Carnegie wanted to make a lasting impact on society. Western New York is home to one of 2,500 libraries funded by Carnegie. Built in 1903 in North Tonawanda – known as the “lumber city” – the library had a capacity of 18,000 books. A beautiful skylight provided natural light, while newfangled electric candles illuminated the pages for evening patrons. It was the center of civic pride, serving the public for over 70 years as a library.
Listed on the state and national register of historic sites, the library has changed its focus with a new moniker: The Carnegie Art Center. Innumerable volunteers and dedicated board members have transformed it into a regional jewel, with programming to meet the needs of the local community and beyond.

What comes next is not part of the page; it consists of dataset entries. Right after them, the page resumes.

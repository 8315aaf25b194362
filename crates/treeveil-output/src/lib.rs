//! Sinks for the obfuscated record set.
//!
//! The sink format is chosen from the output file extension before any
//! write happens; an unrecognized extension fails the run with nothing on
//! disk. Both sinks render rows through the same cell model so the two
//! formats stay column-for-column identical.

pub mod csv_sink;
pub mod error;
pub mod format;
pub mod row;
pub mod workbook_sink;

pub use error::{OutputError, Result};
pub use format::OutputFormat;

use std::path::Path;

use treeveil_model::ObfuscatedRecord;

/// Writes the record set to `path` in the given format.
///
/// # Errors
///
/// Propagates the underlying sink error.
pub fn write_records(
    path: &Path,
    format: OutputFormat,
    records: &[ObfuscatedRecord],
) -> Result<()> {
    match format {
        OutputFormat::Csv => csv_sink::write_csv(path, records),
        OutputFormat::Workbook => workbook_sink::write_workbook(path, records),
    }
}
#![deny(unsafe_code)]

//! Delimited-text sink.

use std::path::Path;

use tracing::debug;

use treeveil_model::{ObfuscatedRecord, columns};

use crate::error::{OutputError, Result};
use crate::row::{SinkCell, record_cells};

/// Writes the record set as CSV, header row first.
///
/// # Errors
///
/// Fails on any write error with the path attached.
pub fn write_csv(path: &Path, records: &[ObfuscatedRecord]) -> Result<()> {
    let mut writer = csv::Writer::from_path(path).map_err(|source| csv_error(path, source))?;
    writer
        .write_record(columns::OUTPUT)
        .map_err(|source| csv_error(path, source))?;
    for record in records {
        let row: Vec<String> = record_cells(record).iter().map(SinkCell::render).collect();
        writer
            .write_record(&row)
            .map_err(|source| csv_error(path, source))?;
    }
    writer.flush().map_err(|source| csv_error(path, source.into()))?;
    debug!(path = %path.display(), records = records.len(), "csv written");
    Ok(())
}

fn csv_error(path: &Path, source: csv::Error) -> OutputError {
    OutputError::Csv {
        path: path.to_path_buf(),
        source,
    }
}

Throughout the year, there are numerous art exhibits, craft shows, musical events, educational seminars, children’s activities, and much more. One of the favorite events is the art off-the-wall auction, featuring several hundred original works of art by amateurs and professionals.
On Thursday, February 7, 6-8pm, The Carnegie Art Center presents a solo exhibit of artist Malcolm Bonney. 240 Goundry Street, North Tonawanda, NY 14120.
Live music will be performed by guitarist Drew Azzinaro. East Aurora Brewery will feature their local craft beers, hard ciders and wine.
Free admission. See Facebook event.
Thank you, Andrew. Thank you very much.